United States District Court, N.D. Indiana, Fort Wayne Division

September 30, 2014

LUIS E. CABAN, Plaintiff
v.
CAROLYN W. COLVIN, [1] COMMISSIONER OF SOCIAL SECURITY, Defendant

OPINION AND ORDER

ROBERT L. MILLER, Jr., District Judge.

Luis Caban seeks judicial review of the latest decision of the Commissioner of Social Security denying his applications for disability insurance benefits and Supplemental Security Income under the Social Security Act, 42 U.S.C. §§ 423 and 1381 et seq. The court has jurisdiction over this action pursuant to 42 U.S.C. §§ 405(g) and 1383(c)(3). For the reasons that follow, the court reverses and remands this case to the Social Security Administration for further proceedings.

The extensive procedural history in this case is well-documented, and needn't be repeated here. Mr. Caban has applied for disability insurance benefits and SSI three times: (1) on March 30, 2006 asserting disability as of October 31, 2005; (2) on December 17, 2008 asserting disability as of November 15, 2008; and (3) on July 1, 2010. All three applications were denied. When this court vacated the ALJ's November 19, 2008 decision denying Mr. Caban's original applications (A.R. 21-35) and remanded for further proceedings in July 2010, see Caban v. Astrue, Cause No. 1:09-cv-192 (J. VanBokklen) (N.D. Ind. July 29, 2010) (A.R. 698-720), the Appeals Council ordered the Administrative Law Judge to "associate all the claim files... offer [Mr.

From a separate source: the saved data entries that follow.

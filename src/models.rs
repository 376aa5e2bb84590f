use serde::{Deserialize, Deserializer};

/// A single article/task record as returned by the service. The server owns
/// the id; the client never generates or mutates one.
#[derive(Debug, Clone, PartialEq, Deserialize)]
pub struct Article {
    #[serde(deserialize_with = "opaque_id")]
    pub id: String,
    pub title: String,
    #[serde(default)]
    pub status: bool,
}

// Older deployments returned numeric ids, newer ones strings. The client
// only ever pastes the id back into request paths, so both collapse to text.
fn opaque_id<'de, D>(deserializer: D) -> Result<String, D::Error>
where
    D: Deserializer<'de>,
{
    #[derive(Deserialize)]
    #[serde(untagged)]
    enum RawId {
        Num(i64),
        Text(String),
    }

    Ok(match RawId::deserialize(deserializer)? {
        RawId::Num(n) => n.to_string(),
        RawId::Text(s) => s,
    })
}

#[derive(Debug, Clone, Copy, PartialEq, Eq)]
pub enum CardColor {
    Green,
    Yellow,
}

impl CardColor {
    /// Done articles render green, everything else (including articles the
    /// server sent without a status field) renders yellow.
    pub fn for_status(status: bool) -> Self {
        if status {
            CardColor::Green
        } else {
            CardColor::Yellow
        }
    }

    pub fn name(&self) -> &'static str {
        match self {
            CardColor::Green => "green",
            CardColor::Yellow => "yellow",
        }
    }
}

/// Display record derived from an [`Article`]: what a list row needs and
/// nothing else.
#[derive(Debug, Clone, PartialEq)]
pub struct ArticleCard {
    pub id: String,
    pub title: String,
    pub color: CardColor,
}

pub fn project_cards(articles: &[Article]) -> Vec<ArticleCard> {
    articles
        .iter()
        .map(|article| ArticleCard {
            id: article.id.clone(),
            title: article.title.clone(),
            color: CardColor::for_status(article.status),
        })
        .collect()
}
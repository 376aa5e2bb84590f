use anyhow::Result;

use crate::client::ArticleService;
use crate::models::{project_cards, Article, ArticleCard};

/// Bridges user intent to the remote service and keeps the in-memory list
/// consistent with it. Every mutation is followed by a full re-fetch; the
/// list held here is always the server's last returned snapshot, never a
/// locally patched one.
pub struct SyncController<S: ArticleService> {
    service: S,
    articles: Vec<Article>,
    cards: Vec<ArticleCard>,
    input: String,
}

impl<S: ArticleService> SyncController<S> {
    pub fn new(service: S) -> Self {
        Self {
            service,
            articles: Vec::new(),
            cards: Vec::new(),
            input: String::new(),
        }
    }

    /// Replace the list with whatever the service returns right now. An
    /// absent payload resets it to empty. Cards are recomputed here, once
    /// per fetch, not per render.
    pub async fn refresh(&mut self) -> Result<()> {
        match self.service.fetch_all().await? {
            Some(articles) => self.articles = articles,
            None => self.articles.clear(),
        }
        self.cards = project_cards(&self.articles);
        Ok(())
    }

    /// Submit the pending input as a new article. Empty input is a silent
    /// no-op: no request, no state change. After a successful create the
    /// input is cleared whether or not the follow-up refresh succeeded.
    pub async fn submit(&mut self) -> Result<()> {
        if self.input.is_empty() {
            return Ok(());
        }

        self.service.create(&self.input).await?;
        let refreshed = self.refresh().await;
        self.input.clear();
        refreshed
    }

    pub async fn mark_done(&mut self, id: &str) -> Result<()> {
        self.service.mark_done(id).await?;
        self.refresh().await
    }

    pub async fn undo(&mut self, id: &str) -> Result<()> {
        self.service.undo(id).await?;
        self.refresh().await
    }

    pub async fn delete(&mut self, id: &str) -> Result<()> {
        self.service.delete(id).await?;
        self.refresh().await
    }

    pub fn articles(&self) -> &[Article] {
        &self.articles
    }

    pub fn cards(&self) -> &[ArticleCard] {
        &self.cards
    }

    pub fn input(&self) -> &str {
        &self.input
    }

    pub fn set_input(&mut self, value: impl Into<String>) {
        self.input = value.into();
    }

    pub fn push_input(&mut self, c: char) {
        self.input.push(c);
    }

    pub fn pop_input(&mut self) {
        self.input.pop();
    }
}

#[cfg(test)]
mod tests {
    use super::*;
    use crate::models::CardColor;
    use std::cell::RefCell;
    use std::collections::VecDeque;

    /// Records every issued request and replays canned list payloads.
    #[derive(Default)]
    struct RecordingService {
        requests: RefCell<Vec<String>>,
        payloads: RefCell<VecDeque<Option<Vec<Article>>>>,
    }

    impl RecordingService {
        fn with_payloads(payloads: Vec<Option<Vec<Article>>>) -> Self {
            Self {
                requests: RefCell::new(Vec::new()),
                payloads: RefCell::new(payloads.into()),
            }
        }

        fn requests(&self) -> Vec<String> {
            self.requests.borrow().clone()
        }
    }

    impl ArticleService for RecordingService {
        async fn fetch_all(&self) -> Result<Option<Vec<Article>>> {
            self.requests.borrow_mut().push("list".to_string());
            Ok(self.payloads.borrow_mut().pop_front().unwrap_or(None))
        }

        async fn create(&self, title: &str) -> Result<()> {
            self.requests.borrow_mut().push(format!("create {}", title));
            Ok(())
        }

        async fn mark_done(&self, id: &str) -> Result<()> {
            self.requests.borrow_mut().push(format!("done {}", id));
            Ok(())
        }

        async fn undo(&self, id: &str) -> Result<()> {
            self.requests.borrow_mut().push(format!("undo {}", id));
            Ok(())
        }

        async fn delete(&self, id: &str) -> Result<()> {
            self.requests.borrow_mut().push(format!("delete {}", id));
            Ok(())
        }
    }

    fn article(id: &str, title: &str, status: bool) -> Article {
        Article {
            id: id.to_string(),
            title: title.to_string(),
            status,
        }
    }

    #[tokio::test]
    async fn initial_refresh_replaces_list_and_projects_cards() {
        let service = RecordingService::with_payloads(vec![Some(vec![article(
            "1",
            "buy milk",
            false,
        )])]);
        let mut controller = SyncController::new(service);

        controller.refresh().await.unwrap();

        assert_eq!(controller.articles(), &[article("1", "buy milk", false)]);
        let cards = controller.cards();
        assert_eq!(cards.len(), 1);
        assert_eq!(cards[0].title, "buy milk");
        assert_eq!(cards[0].color, CardColor::Yellow);
    }

    #[tokio::test]
    async fn refresh_replaces_wholesale_not_append() {
        let service = RecordingService::with_payloads(vec![
            Some(vec![article("1", "a", false), article("2", "b", false)]),
            Some(vec![article("3", "c", true)]),
        ]);
        let mut controller = SyncController::new(service);

        controller.refresh().await.unwrap();
        assert_eq!(controller.articles().len(), 2);

        controller.refresh().await.unwrap();
        assert_eq!(controller.articles(), &[article("3", "c", true)]);
        assert_eq!(controller.cards()[0].color, CardColor::Green);
    }

    #[tokio::test]
    async fn absent_payload_resets_to_empty() {
        let service = RecordingService::with_payloads(vec![
            Some(vec![article("1", "a", false)]),
            None,
        ]);
        let mut controller = SyncController::new(service);

        controller.refresh().await.unwrap();
        assert_eq!(controller.articles().len(), 1);

        controller.refresh().await.unwrap();
        assert!(controller.articles().is_empty());
        assert!(controller.cards().is_empty());
    }

    #[tokio::test]
    async fn submit_issues_one_create_one_list_then_clears_input() {
        let service = RecordingService::with_payloads(vec![Some(vec![article(
            "1",
            "write spec",
            false,
        )])]);
        let mut controller = SyncController::new(service);
        controller.set_input("write spec");

        controller.submit().await.unwrap();

        assert_eq!(
            controller.service.requests(),
            vec!["create write spec".to_string(), "list".to_string()]
        );
        assert_eq!(controller.input(), "");
        assert_eq!(controller.articles(), &[article("1", "write spec", false)]);
    }

    #[tokio::test]
    async fn submit_with_empty_input_is_a_no_op() {
        let service = RecordingService::default();
        let mut controller = SyncController::new(service);

        controller.submit().await.unwrap();

        assert!(controller.service.requests().is_empty());
        assert!(controller.articles().is_empty());
        assert_eq!(controller.input(), "");
    }

    #[tokio::test]
    async fn mark_done_issues_one_request_then_one_list() {
        let service = RecordingService::with_payloads(vec![Some(vec![article(
            "1",
            "buy milk",
            true,
        )])]);
        let mut controller = SyncController::new(service);

        controller.mark_done("1").await.unwrap();

        assert_eq!(
            controller.service.requests(),
            vec!["done 1".to_string(), "list".to_string()]
        );
        // Server flipped the flag; the card follows the server, not a local
        // flag flip.
        assert_eq!(controller.cards()[0].color, CardColor::Green);
    }

    #[tokio::test]
    async fn undo_and_delete_each_issue_one_request_then_one_list() {
        let service = RecordingService::default();
        let mut controller = SyncController::new(service);

        controller.undo("7").await.unwrap();
        controller.delete("7").await.unwrap();

        assert_eq!(
            controller.service.requests(),
            vec![
                "undo 7".to_string(),
                "list".to_string(),
                "delete 7".to_string(),
                "list".to_string(),
            ]
        );
    }

    #[tokio::test]
    async fn input_edits_accumulate_per_keystroke() {
        let service = RecordingService::default();
        let mut controller = SyncController::new(service);

        controller.push_input('h');
        controller.push_input('i');
        controller.push_input('!');
        controller.pop_input();

        assert_eq!(controller.input(), "hi");
    }
}
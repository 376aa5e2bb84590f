use anyhow::Result;
use crossterm::{
    event::{self, DisableMouseCapture, EnableMouseCapture, Event, KeyCode, KeyEventKind},
    execute,
    terminal::{disable_raw_mode, enable_raw_mode, EnterAlternateScreen, LeaveAlternateScreen},
};
use ratatui::{
    backend::CrosstermBackend,
    layout::{Constraint, Direction, Layout},
    style::{Color, Modifier, Style},
    text::{Line, Span},
    widgets::{Block, Borders, List, ListItem, ListState, Paragraph},
    Frame, Terminal,
};
use std::io;
use tokio::runtime::Runtime;

use crate::client::ApiClient;
use crate::models::CardColor;
use crate::sync::SyncController;

pub struct App {
    rt: Runtime,
    controller: SyncController<ApiClient>,
    pub list_state: ListState,
    pub input_active: bool,
    pub should_quit: bool,
}

impl App {
    pub fn new(controller: SyncController<ApiClient>, rt: Runtime) -> Result<Self> {
        let mut app = App {
            rt,
            controller,
            list_state: ListState::default(),
            input_active: false,
            should_quit: false,
        };
        // Initial mount: fetch the list before the first draw.
        app.rt.block_on(app.controller.refresh())?;
        app.clamp_selection();
        Ok(app)
    }

    pub fn refresh(&mut self) {
        if let Err(err) = self.rt.block_on(self.controller.refresh()) {
            log::warn!("List refresh failed: {:#}", err);
        }
        self.clamp_selection();
    }

    pub fn submit(&mut self) {
        if let Err(err) = self.rt.block_on(self.controller.submit()) {
            log::warn!("Create failed: {:#}", err);
        }
        self.input_active = false;
        self.clamp_selection();
    }

    pub fn mark_done_selected(&mut self) {
        let Some(id) = self.selected_id() else { return };
        if let Err(err) = self.rt.block_on(self.controller.mark_done(&id)) {
            log::warn!("Mark done failed: {:#}", err);
        }
        self.clamp_selection();
    }

    pub fn undo_selected(&mut self) {
        let Some(id) = self.selected_id() else { return };
        if let Err(err) = self.rt.block_on(self.controller.undo(&id)) {
            log::warn!("Undo failed: {:#}", err);
        }
        self.clamp_selection();
    }

    pub fn delete_selected(&mut self) {
        let Some(id) = self.selected_id() else { return };
        if let Err(err) = self.rt.block_on(self.controller.delete(&id)) {
            log::warn!("Delete failed: {:#}", err);
        }
        self.clamp_selection();
    }

    pub fn next_item(&mut self) {
        let len = self.controller.cards().len();
        if len == 0 {
            return;
        }
        let i = match self.list_state.selected() {
            Some(i) => {
                if i >= len - 1 {
                    0
                } else {
                    i + 1
                }
            }
            None => 0,
        };
        self.list_state.select(Some(i));
    }

    pub fn previous_item(&mut self) {
        let len = self.controller.cards().len();
        if len == 0 {
            return;
        }
        let i = match self.list_state.selected() {
            Some(i) => {
                if i == 0 {
                    len - 1
                } else {
                    i - 1
                }
            }
            None => 0,
        };
        self.list_state.select(Some(i));
    }

    fn selected_id(&self) -> Option<String> {
        self.list_state
            .selected()
            .and_then(|i| self.controller.cards().get(i))
            .map(|card| card.id.clone())
    }

    fn clamp_selection(&mut self) {
        let len = self.controller.cards().len();
        match self.list_state.selected() {
            Some(_) if len == 0 => self.list_state.select(None),
            Some(i) if i >= len => self.list_state.select(Some(len - 1)),
            None if len > 0 => self.list_state.select(Some(0)),
            _ => {}
        }
    }

    pub fn handle_input_char(&mut self, c: char) {
        self.controller.push_input(c);
    }

    pub fn handle_backspace(&mut self) {
        self.controller.pop_input();
    }
}

pub fn run_tui(controller: SyncController<ApiClient>, rt: Runtime) -> Result<()> {
    let mut app = App::new(controller, rt)?;

    enable_raw_mode()?;
    let mut stdout = io::stdout();
    execute!(stdout, EnterAlternateScreen, EnableMouseCapture)?;
    let backend = CrosstermBackend::new(stdout);
    let mut terminal = Terminal::new(backend)?;

    let res = run_app(&mut terminal, &mut app);

    disable_raw_mode()?;
    execute!(
        terminal.backend_mut(),
        LeaveAlternateScreen,
        DisableMouseCapture
    )?;
    terminal.show_cursor()?;

    if let Err(err) = res {
        println!("{err:?}");
    }

    Ok(())
}

fn run_app<B: ratatui::backend::Backend>(
    terminal: &mut Terminal<B>,
    app: &mut App,
) -> io::Result<()> {
    loop {
        terminal.draw(|f| ui(f, app))?;

        if let Event::Key(key) = event::read()? {
            if key.kind == KeyEventKind::Press {
                if app.input_active {
                    match key.code {
                        KeyCode::Esc => {
                            app.input_active = false;
                        }
                        KeyCode::Enter => {
                            app.submit();
                        }
                        KeyCode::Backspace => {
                            app.handle_backspace();
                        }
                        KeyCode::Char(c) => {
                            app.handle_input_char(c);
                        }
                        _ => {}
                    }
                } else {
                    match key.code {
                        KeyCode::Char('q') => {
                            app.should_quit = true;
                        }
                        KeyCode::Char('a') => {
                            app.input_active = true;
                        }
                        KeyCode::Down => {
                            app.next_item();
                        }
                        KeyCode::Up => {
                            app.previous_item();
                        }
                        KeyCode::Char('d') => {
                            app.mark_done_selected();
                        }
                        KeyCode::Char('u') => {
                            app.undo_selected();
                        }
                        KeyCode::Char('x') | KeyCode::Delete => {
                            app.delete_selected();
                        }
                        KeyCode::Char('r') => {
                            app.refresh();
                        }
                        _ => {}
                    }
                }
            }
        }

        if app.should_quit {
            break;
        }
    }
    Ok(())
}

fn ui(f: &mut Frame, app: &mut App) {
    let chunks = Layout::default()
        .direction(Direction::Vertical)
        .constraints([
            Constraint::Length(3),
            Constraint::Min(0),
            Constraint::Length(3),
        ])
        .split(f.area());

    let input_style = if app.input_active {
        Style::default().fg(Color::Yellow)
    } else {
        Style::default()
    };
    let input_text = if app.input_active {
        format!("{}█", app.controller.input())
    } else {
        app.controller.input().to_string()
    };
    let input = Paragraph::new(input_text).style(input_style).block(
        Block::default()
            .borders(Borders::ALL)
            .title("Create Task")
            .border_style(input_style),
    );
    f.render_widget(input, chunks[0]);

    let cards: Vec<ListItem> = app
        .controller
        .cards()
        .iter()
        .map(|card| {
            let color = match card.color {
                CardColor::Green => Color::Green,
                CardColor::Yellow => Color::Yellow,
            };
            ListItem::new(vec![Line::from(vec![
                Span::styled(
                    format!("{} ", card.title),
                    Style::default().fg(color),
                ),
                Span::styled(
                    format!("[{}]", card.color.name()),
                    Style::default().fg(Color::DarkGray),
                ),
            ])])
        })
        .collect();

    let card_list = List::new(cards)
        .block(Block::default().borders(Borders::ALL).title("Articles"))
        .highlight_style(
            Style::default()
                .bg(Color::LightGreen)
                .add_modifier(Modifier::BOLD),
        )
        .highlight_symbol(">> ");

    f.render_stateful_widget(card_list, chunks[1], &mut app.list_state);

    let help_text = if app.input_active {
        "Type to edit • Enter: Create task • ESC: Cancel"
    } else {
        "↑/↓: Navigate • a: New task • d: Done • u: Undo • x: Delete • r: Refresh • q: Quit"
    };
    let help = Paragraph::new(help_text)
        .block(Block::default().borders(Borders::ALL).title("Controls"))
        .style(Style::default().fg(Color::White));
    f.render_widget(help, chunks[2]);
}
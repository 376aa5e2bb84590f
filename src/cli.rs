use clap::{Parser, Subcommand};

#[derive(Parser)]
#[command(author, version, about, long_about = None)]
pub struct Cli {
    /// Base address of the article service
    #[arg(
        long,
        env = "ARTICLES_ENDPOINT",
        default_value = "http://localhost:5000"
    )]
    pub endpoint: String,

    #[command(subcommand)]
    pub command: Option<Commands>,
}

#[derive(Subcommand)]
pub enum Commands {
    /// Fetch and print the article list
    List,
    /// Create a new article
    Add {
        #[arg(value_name = "TITLE")]
        title: String,
    },
    /// Mark an article done
    Done {
        #[arg(value_name = "ID")]
        id: String,
    },
    /// Undo an article's done mark
    Undo {
        #[arg(value_name = "ID")]
        id: String,
    },
    /// Delete an article
    Delete {
        #[arg(value_name = "ID")]
        id: String,
    },
    /// Launch TUI interface
    Tui,
}
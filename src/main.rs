mod cli;
mod client;
mod models;
mod sync;
mod ui;

use anyhow::Result;
use clap::Parser;
use cli::{Cli, Commands};
use client::ApiClient;
use sync::SyncController;
use ui::run_tui;

fn main() -> Result<()> {
    let cli = Cli::parse();
    let rt = tokio::runtime::Runtime::new()?;
    let mut controller = SyncController::new(ApiClient::new(cli.endpoint.clone()));

    match cli.command {
        Some(Commands::List) => {
            rt.block_on(controller.refresh())?;
            print_cards(&controller);
        }
        Some(Commands::Add { title }) => {
            controller.set_input(title);
            rt.block_on(controller.submit())?;
            print_cards(&controller);
        }
        Some(Commands::Done { id }) => {
            rt.block_on(controller.mark_done(&id))?;
            print_cards(&controller);
        }
        Some(Commands::Undo { id }) => {
            rt.block_on(controller.undo(&id))?;
            print_cards(&controller);
        }
        Some(Commands::Delete { id }) => {
            rt.block_on(controller.delete(&id))?;
            print_cards(&controller);
        }
        Some(Commands::Tui) => {
            run_tui(controller, rt)?;
        }
        None => {
            // Default behavior: launch TUI
            run_tui(controller, rt)?;
        }
    }

    Ok(())
}

fn print_cards(controller: &SyncController<ApiClient>) {
    if controller.cards().is_empty() {
        println!("No articles");
        return;
    }
    for card in controller.cards() {
        println!("[{:6}] {} ({})", card.color.name(), card.title, card.id);
    }
}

Caban] an opportunity for a hearing, take any further action needed to complete the administrative record, and issue a new decision." (A.R. 650-51). The ALJ conducted a new hearing and issued a decision on September 21, 2011 finding that Mr. Caban wasn't disabled at any time from October 31, 2005 through the date of his decision, and denied his applications for benefits.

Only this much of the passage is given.